Hubo un tiempo en que algunas de aquellas criaturas
asolaron a su paso majestuosos castillos y los portentosos ejércitos de los más
orgullos y altivos reyes. Hubo un tiempo en que aquellas historias infundían
tal temor al ser narradas que solo el mero hecho de oír aquellos nombres
enfriaban el espinazo de los caballeros más audaces. Ese respeto que infundían
aquellas quiméricas criaturas engalanan hoy día las sobrias camisetas de esta
suerte de dragones de Hortaleza.
Los dragones del Hortal no son como aquellos que
asolaron el norte de la vieja Europa, sus batallas son más prosaicas, pero no
por ello carecen de injundia. Estos dragones salpican sus negros torsos con
los vivos colores de la bandera etíope, calzan botas y custodian como tesoro
más preciado una almendra de cuero por la que se dejarían algo más que unas
alas. Luchadores con bucal tan
insignificantes o espléndidos como los héroes de Stalingrado o
Aljubarrota, que libraron bajo el sol, o anegados bajo la lluvia, sus
particulares batallas.
Si os hubierais acercado
un instante a aquellos vestuarios donde reposaban nerviosamente estos hombres,
os hubierais creído estar frente a algún suntuoso y radiante altar, uno de
aquellos donde se exhiben nobles imágenes y portentosas figuras de culto.

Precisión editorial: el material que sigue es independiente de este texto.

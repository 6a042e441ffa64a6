//! Tenant ingress guard and request-scoped tenant identity.
//!
//! The guard validates the tenant header on every inbound request and
//! attaches the parsed [`TenantId`] to the request as an extension.
//! Handlers receive it through the extractor and pass the id
//! explicitly down the call chain — there is no ambient thread-local
//! to clear, so the binding cannot outlive its request.

use std::sync::Arc;

use axum::Json;
use axum::extract::{FromRequestParts, Request, State};
use axum::http::request::Parts;
use axum::http::{Method, StatusCode};
use axum::middleware::Next;
use axum::response::{IntoResponse, Response};
use storefront_core::StorefrontError;
use tracing::{debug, warn};
use uuid::Uuid;

use crate::error::{ApiError, ErrorBody};
use crate::path_pattern;

/// Header carrying the tenant identifier, as a canonical UUID string.
pub const TENANT_HEADER: &str = "X-Tenant-ID";

/// Paths that bypass tenant validation by default: API documentation
/// and health endpoints.
const DEFAULT_EXCLUDED_PATHS: &[&str] = &[
    "/v3/api-docs/**",
    "/swagger-ui/**",
    "/swagger-ui.html",
    "/swagger-resources/**",
    "/v2/api-docs",
    "/webjars/**",
    "/public/**",
    "/health",
];

/// The current request's tenant, extracted by the guard.
#[derive(Debug, Clone, Copy, PartialEq, Eq)]
pub struct TenantId(pub Uuid);

impl<S> FromRequestParts<S> for TenantId
where
    S: Send + Sync,
{
    type Rejection = ApiError;

    async fn from_request_parts(parts: &mut Parts, _state: &S) -> Result<Self, Self::Rejection> {
        parts
            .extensions
            .get::<TenantId>()
            .copied()
            // Reachable only if a tenant-scoped route was wired
            // outside the guard; surfaces as the same 400 contract.
            .ok_or(ApiError(StorefrontError::TenantContext))
    }
}

/// Guard configuration: exclusion patterns plus an optional context
/// path stripped before matching.
#[derive(Debug, Clone)]
pub struct TenantGuardConfig {
    excluded_paths: Vec<String>,
    context_path: String,
}

impl Default for TenantGuardConfig {
    fn default() -> Self {
        Self {
            excluded_paths: DEFAULT_EXCLUDED_PATHS
                .iter()
                .map(|s| s.to_string())
                .collect(),
            context_path: String::new(),
        }
    }
}

impl TenantGuardConfig {
    /// Add an exclusion pattern (Ant-style) on top of the defaults.
    pub fn exclude(mut self, pattern: impl Into<String>) -> Self {
        let pattern = pattern.into();
        let pattern = pattern.trim();
        if !pattern.is_empty() && !self.excluded_paths.iter().any(|p| p == pattern) {
            self.excluded_paths.push(pattern.to_string());
        }
        self
    }

    /// Set the deployment context path stripped before matching.
    pub fn with_context_path(mut self, context_path: impl Into<String>) -> Self {
        self.context_path = context_path.into();
        self
    }

    fn is_excluded(&self, path: &str) -> bool {
        let path = path_pattern::strip_context_path(path, &self.context_path);
        self.excluded_paths
            .iter()
            .any(|pattern| path_pattern::matches(pattern, path))
    }
}

/// The tenant guard middleware.
///
/// Excluded paths and CORS preflights pass through untouched. All
/// other requests must carry a valid UUID in the tenant header or are
/// rejected with 400 before any handler runs.
pub async fn require_tenant(
    State(config): State<Arc<TenantGuardConfig>>,
    mut request: Request,
    next: Next,
) -> Response {
    if config.is_excluded(request.uri().path()) || request.method() == Method::OPTIONS {
        debug!(
            method = %request.method(),
            path = %request.uri().path(),
            "Skipping tenant validation for excluded path"
        );
        return next.run(request).await;
    }

    let header = request
        .headers()
        .get(TENANT_HEADER)
        .and_then(|v| v.to_str().ok())
        .map(str::trim)
        .unwrap_or("");

    if header.is_empty() {
        warn!(
            method = %request.method(),
            path = %request.uri().path(),
            "Missing tenant header"
        );
        return bad_request(format!("{TENANT_HEADER} header is required"));
    }

    match Uuid::parse_str(header) {
        Ok(tenant_id) => {
            request.extensions_mut().insert(TenantId(tenant_id));
            next.run(request).await
        }
        Err(_) => {
            warn!(
                method = %request.method(),
                path = %request.uri().path(),
                header,
                "Invalid tenant header"
            );
            bad_request(format!("{TENANT_HEADER} header is invalid"))
        }
    }
}

fn bad_request(message: String) -> Response {
    (StatusCode::BAD_REQUEST, Json(ErrorBody { error: message })).into_response()
}

#[cfg(test)]
mod tests {
    use super::*;

    #[test]
    fn default_exclusions_cover_docs_and_health() {
        let config = TenantGuardConfig::default();
        assert!(config.is_excluded("/swagger-ui/index.html"));
        assert!(config.is_excluded("/v3/api-docs"));
        assert!(config.is_excluded("/v3/api-docs/catalog"));
        assert!(config.is_excluded("/health"));
        assert!(config.is_excluded("/public/banner.png"));
        assert!(!config.is_excluded("/api/v1/brands"));
    }

    #[test]
    fn extra_exclusions_are_appended_once() {
        let config = TenantGuardConfig::default()
            .exclude("/metrics")
            .exclude("  /metrics  ")
            .exclude("");
        assert!(config.is_excluded("/metrics"));
        assert_eq!(
            config
                .excluded_paths
                .iter()
                .filter(|p| p.as_str() == "/metrics")
                .count(),
            1
        );
    }

    #[test]
    fn context_path_is_stripped_before_matching() {
        let config = TenantGuardConfig::default().with_context_path("/catalog");
        assert!(config.is_excluded("/catalog/swagger-ui/index.html"));
        assert!(!config.is_excluded("/catalog/api/v1/brands"));
    }
}
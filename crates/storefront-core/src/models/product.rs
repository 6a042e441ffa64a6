//! Product and product variant domain models.
//!
//! A product and its variants form one aggregate: variants are created
//! and listed through the owning product, and the variant SKU code is
//! unique across the tenant's whole catalog.

use chrono::{DateTime, Utc};
use rust_decimal::Decimal;
use serde::{Deserialize, Serialize};
use uuid::Uuid;

#[derive(Debug, Clone, Serialize, Deserialize)]
pub struct Product {
    pub id: Uuid,
    pub tenant_id: Uuid,
    /// Human-readable name (3–255 characters).
    pub name: String,
    /// URL-safe unique identifier within the tenant's catalog
    /// (e.g. `notebook-dell-xps-13`).
    pub slug: String,
    pub description: Option<String>,
    pub brand_id: Option<Uuid>,
    pub category_id: Option<Uuid>,
    pub tags: Vec<String>,
    pub created_at: DateTime<Utc>,
    pub updated_at: DateTime<Utc>,
}

/// Fields required to create a new product.
#[derive(Debug, Clone, Serialize, Deserialize)]
pub struct CreateProduct {
    pub tenant_id: Uuid,
    pub name: String,
    pub slug: String,
    pub description: Option<String>,
    pub brand_id: Option<Uuid>,
    pub category_id: Option<Uuid>,
    pub tags: Vec<String>,
}

/// Fields that can be updated on an existing product.
#[derive(Debug, Clone, Serialize, Deserialize, Default)]
pub struct UpdateProduct {
    pub name: Option<String>,
    pub description: Option<String>,
    /// `Some(Some(id))` = set, `Some(None)` = clear, `None` = no change.
    pub brand_id: Option<Option<Uuid>>,
    pub category_id: Option<Option<Uuid>>,
    pub tags: Option<Vec<String>>,
}

/// A sellable variation of a product (size, color, ...).
#[derive(Debug, Clone, Serialize, Deserialize)]
pub struct ProductVariant {
    pub id: Uuid,
    pub tenant_id: Uuid,
    pub product_id: Uuid,
    /// Stock keeping unit code, unique within the tenant's catalog
    /// (uppercase alphanumeric + hyphen, e.g. `XPS13-16GB-BLK`).
    pub sku_code: String,
    pub barcode: Option<String>,
    pub price: Decimal,
    /// Must not exceed `price` when present.
    pub promotional_price: Option<Decimal>,
    /// ISO 4217 currency code (e.g. `BRL`).
    pub currency: String,
    pub weight_kg: Option<f64>,
    pub height_cm: Option<f64>,
    pub width_cm: Option<f64>,
    pub depth_cm: Option<f64>,
    pub created_at: DateTime<Utc>,
    pub updated_at: DateTime<Utc>,
}

/// Fields required to create a new product variant.
#[derive(Debug, Clone, Serialize, Deserialize)]
pub struct CreateProductVariant {
    pub tenant_id: Uuid,
    pub product_id: Uuid,
    pub sku_code: String,
    pub barcode: Option<String>,
    pub price: Decimal,
    pub promotional_price: Option<Decimal>,
    pub currency: String,
    pub weight_kg: Option<f64>,
    pub height_cm: Option<f64>,
    pub width_cm: Option<f64>,
    pub depth_cm: Option<f64>,
}

/// Fields that can be updated on an existing product variant.
#[derive(Debug, Clone, Serialize, Deserialize, Default)]
pub struct UpdateProductVariant {
    pub barcode: Option<Option<String>>,
    pub price: Option<Decimal>,
    /// `Some(Some(p))` = set, `Some(None)` = clear, `None` = no change.
    pub promotional_price: Option<Option<Decimal>>,
    pub weight_kg: Option<Option<f64>>,
    pub height_cm: Option<Option<f64>>,
    pub width_cm: Option<Option<f64>>,
    pub depth_cm: Option<Option<f64>>,
}
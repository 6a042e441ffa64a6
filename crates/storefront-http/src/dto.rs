//! Request and response DTOs.
//!
//! The wire format is camelCase JSON. Responses are shaped explicitly
//! from domain models — notably the customer response, which never
//! carries the password hash, and the category response, which
//! references its parent by id only (no recursive embedding).

use chrono::{DateTime, Utc};
use rust_decimal::Decimal;
use serde::{Deserialize, Serialize};
use storefront_core::models::brand::Brand;
use storefront_core::models::cart::{Cart, CartItem, CartStatus};
use storefront_core::models::category::Category;
use storefront_core::models::customer::Customer;
use storefront_core::models::order::{Order, OrderItem, OrderStatus};
use storefront_core::models::product::{Product, ProductVariant};
use storefront_core::models::stock::StockLevel;
use storefront_core::repository::{PaginatedResult, Pagination};
use uuid::Uuid;

// ---------------------------------------------------------------------------
// Pagination
// ---------------------------------------------------------------------------

fn default_page_size() -> u64 {
    20
}

/// Common `?page=&size=` query parameters (zero-based page).
#[derive(Debug, Clone, Deserialize)]
#[serde(rename_all = "camelCase")]
pub struct PageQuery {
    #[serde(default)]
    pub page: u64,
    #[serde(default = "default_page_size")]
    pub size: u64,
}

impl Default for PageQuery {
    fn default() -> Self {
        Self {
            page: 0,
            size: default_page_size(),
        }
    }
}

impl PageQuery {
    pub fn to_pagination(&self) -> Pagination {
        Pagination {
            offset: self.page * self.size,
            limit: self.size,
        }
    }
}

/// Paginated response envelope.
#[derive(Debug, Serialize)]
#[serde(rename_all = "camelCase")]
pub struct PageResponse<T> {
    pub items: Vec<T>,
    pub total: u64,
    pub page: u64,
    pub size: u64,
}

impl<T> PageResponse<T> {
    pub fn from_result<U>(result: PaginatedResult<U>, map: impl FnMut(U) -> T) -> Self {
        let page = if result.limit == 0 {
            0
        } else {
            result.offset / result.limit
        };
        Self {
            page,
            size: result.limit,
            total: result.total,
            items: result.items.into_iter().map(map).collect(),
        }
    }
}
//! Integration tests for the order service over in-memory SurrealDB
//! repositories.

use storefront_core::models::cart::{CartStatus, CreateCart, CreateCartItem};
use storefront_core::models::order::{CreateOrder, OrderStatus};
use storefront_core::repository::{CartRepository, OutboxRepository, Pagination};
use storefront_core::StorefrontError;
use storefront_db::repository::{
    SurrealCartRepository, SurrealOrderRepository, SurrealOutboxRepository,
};
use storefront_domain::OrderService;
use surrealdb::Surreal;
use surrealdb::engine::local::Mem;
use uuid::Uuid;

type Db = surrealdb::engine::local::Db;
type Service =
    OrderService<SurrealOrderRepository<Db>, SurrealCartRepository<Db>, SurrealOutboxRepository<Db>>;

async fn setup() -> (Service, SurrealCartRepository<Db>, SurrealOutboxRepository<Db>, Uuid) {
    let db = Surreal::new::<Mem>(()).await.unwrap();
    db.use_ns("test").use_db("test").await.unwrap();
    storefront_db::run_migrations(&db).await.unwrap();

    let cart_repo = SurrealCartRepository::new(db.clone());
    let outbox_repo = SurrealOutboxRepository::new(db.clone());
    let service = OrderService::new(
        SurrealOrderRepository::new(db.clone()),
        cart_repo.clone(),
        outbox_repo.clone(),
    );
    (service, cart_repo, outbox_repo, Uuid::new_v4())
}

async fn cart_with_items(repo: &SurrealCartRepository<Db>, tenant_id: Uuid) -> Uuid {
    let cart = repo
        .create(CreateCart {
            tenant_id,
            customer_id: None,
        })
        .await
        .unwrap();
    repo.add_item(
        tenant_id,
        cart.id,
        CreateCartItem {
            product_id: Uuid::new_v4(),
            variant_id: Uuid::new_v4(),
            quantity: 2,
            unit_price: "99.90".parse().unwrap(),
            currency: "BRL".into(),
        },
    )
    .await
    .unwrap();
    repo.add_item(
        tenant_id,
        cart.id,
        CreateCartItem {
            product_id: Uuid::new_v4(),
            variant_id: Uuid::new_v4(),
            quantity: 1,
            unit_price: "10.00".parse().unwrap(),
            currency: "BRL".into(),
        },
    )
    .await
    .unwrap();
    cart.id
}

#[tokio::test]
async fn create_order_copies_items_and_converts_cart() {
    let (service, cart_repo, outbox_repo, tenant_id) = setup().await;
    let cart_id = cart_with_items(&cart_repo, tenant_id).await;
    let customer_id = Uuid::new_v4();

    let order = service
        .create_order(CreateOrder {
            tenant_id,
            cart_id,
            customer_id,
        })
        .await
        .unwrap();

    assert_eq!(order.status, OrderStatus::Pending);
    assert_eq!(order.items.len(), 2);
    // total = 2 * 99.90 + 1 * 10.00
    assert_eq!(order.total, "209.80".parse().unwrap());
    assert_eq!(order.currency, "BRL");

    // The cart is consumed.
    let cart = cart_repo.get_by_id(tenant_id, cart_id).await.unwrap();
    assert_eq!(cart.status, CartStatus::Converted);

    // An order.created outbox row was appended.
    let pending = outbox_repo.list_unpublished(100).await.unwrap();
    assert_eq!(pending.len(), 1);
    assert_eq!(pending[0].event_type, "order.created");
    assert!(pending[0].payload.contains(&order.id.to_string()));
}

#[tokio::test]
async fn empty_cart_cannot_become_an_order() {
    let (service, cart_repo, _outbox, tenant_id) = setup().await;
    let cart = cart_repo
        .create(CreateCart {
            tenant_id,
            customer_id: None,
        })
        .await
        .unwrap();

    let err = service
        .create_order(CreateOrder {
            tenant_id,
            cart_id: cart.id,
            customer_id: Uuid::new_v4(),
        })
        .await
        .unwrap_err();
    assert!(matches!(err, StorefrontError::Validation { .. }));
}

#[tokio::test]
async fn missing_cart_is_not_found() {
    let (service, _cart_repo, _outbox, tenant_id) = setup().await;

    let err = service
        .create_order(CreateOrder {
            tenant_id,
            cart_id: Uuid::new_v4(),
            customer_id: Uuid::new_v4(),
        })
        .await
        .unwrap_err();
    assert!(matches!(err, StorefrontError::NotFound { .. }));
}

#[tokio::test]
async fn status_transitions() {
    let (service, cart_repo, _outbox, tenant_id) = setup().await;
    let cart_id = cart_with_items(&cart_repo, tenant_id).await;

    let order = service
        .create_order(CreateOrder {
            tenant_id,
            cart_id,
            customer_id: Uuid::new_v4(),
        })
        .await
        .unwrap();

    let confirmed = service.confirm_order(tenant_id, order.id).await.unwrap();
    assert_eq!(confirmed.status, OrderStatus::Confirmed);

    let cancelled = service.cancel_order(tenant_id, order.id).await.unwrap();
    assert_eq!(cancelled.status, OrderStatus::Cancelled);
}

#[tokio::test]
async fn finalize_appends_outbox_event() {
    let (service, cart_repo, outbox_repo, tenant_id) = setup().await;
    let cart_id = cart_with_items(&cart_repo, tenant_id).await;

    let order = service
        .create_order(CreateOrder {
            tenant_id,
            cart_id,
            customer_id: Uuid::new_v4(),
        })
        .await
        .unwrap();

    let finalized = service.finalize_order(tenant_id, order.id).await.unwrap();
    assert_eq!(finalized.status, OrderStatus::Processing);

    let pending = outbox_repo.list_unpublished(100).await.unwrap();
    let types: Vec<&str> = pending.iter().map(|e| e.event_type.as_str()).collect();
    assert!(types.contains(&"order.created"));
    assert!(types.contains(&"order.finalized"));
}

#[tokio::test]
async fn list_orders_filters_by_customer_and_status() {
    let (service, cart_repo, _outbox, tenant_id) = setup().await;
    let customer_a = Uuid::new_v4();
    let customer_b = Uuid::new_v4();

    for customer_id in [customer_a, customer_b] {
        let cart_id = cart_with_items(&cart_repo, tenant_id).await;
        service
            .create_order(CreateOrder {
                tenant_id,
                cart_id,
                customer_id,
            })
            .await
            .unwrap();
    }

    let all = service
        .list_orders(tenant_id, None, None, Pagination::default())
        .await
        .unwrap();
    assert_eq!(all.total, 2);

    let for_a = service
        .list_orders(tenant_id, Some(customer_a), None, Pagination::default())
        .await
        .unwrap();
    assert_eq!(for_a.total, 1);

    let pending = service
        .list_orders(
            tenant_id,
            None,
            Some(OrderStatus::Pending),
            Pagination::default(),
        )
        .await
        .unwrap();
    assert_eq!(pending.total, 2);

    let shipped = service
        .list_orders(
            tenant_id,
            None,
            Some(OrderStatus::Shipped),
            Pagination::default(),
        )
        .await
        .unwrap();
    assert_eq!(shipped.total, 0);
}
//! Storefront Outbox — polls unpublished outbox rows and emits them as
//! CloudEvents onto an in-process broadcast channel.
//!
//! Delivery is at-least-once: rows are marked published only after a
//! successful emit, so a crash in between re-emits on the next sweep.
//! Consumers that need exactly-once must deduplicate on their side.

mod event;
mod publisher;

pub use event::CloudEvent;
pub use publisher::{OutboxPublisher, PublisherConfig};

Presentes allí, en sus improvisados aposentos, la mano del Destino tenía
sujetas todas sus almas.
Apenas unos metros les separaban
de su cometido, una responsabilidad que les abrumaba y encandilaba a partes
iguales. El reconfortante calor de su antesala, ya les quemaba; la amplitud del
espacio, ahora les agobiaba; la angustia de la incertidumbre que
les hastiaba la noche anterior, el recuerdo de emocionantes retos pasados; todo
esto constituían estímulos que impulsaban sus corazones.
Allá, en el campo, después de
agradables minutos bregando contra las adversidades, contra las más rudas
faenas, de esas que te quiebran las muñecas y te nublan la vista, cuando
respiraban para apartarse el barro de la cara que no les dejaba
ver, o se quitaban el bucal para poder escupir, todos escuchaban nuevamente los
reclamos de sus compañeros, pues su lealtad se escribía con mayúsculas. Y la lealtad de los dragones es
monolítica, indivisible.
Sin tiempo un solo instante para
retraerse cada uno en su particular tabernáculo del alma, surgía, como ese
viejo fantasma que les mantiene despiertos, la sensación de tener que estar
preparados para de nuevo ajustar la mirada hacia ese diferente mundo al que
acuden con temeraria sonrisa todas las semanas.
Tras ello, hermanados, acudían a la cantina con el fin de aliviar pesares
y rememorar metas recién conquistada. Al son de vetustas hazañas, regaban sus
gaznates, de los cuales brotaban estridentes alaridos, convertidos en
reconfortantes cánticos para la ocasión. Lo único que deseaban para
completar el cuadro era algo fuerte para beber, porque si lo hubiesen tenido se
habrían emborrachado y se habrían puesto sentimentales o enloquecidamente
furiosos.
No, quizás no sea del todo así. En
realidad, no necesitan beber nada. Estaban embriagados de solo pensar en jugar
de nuevo un partido de rugby.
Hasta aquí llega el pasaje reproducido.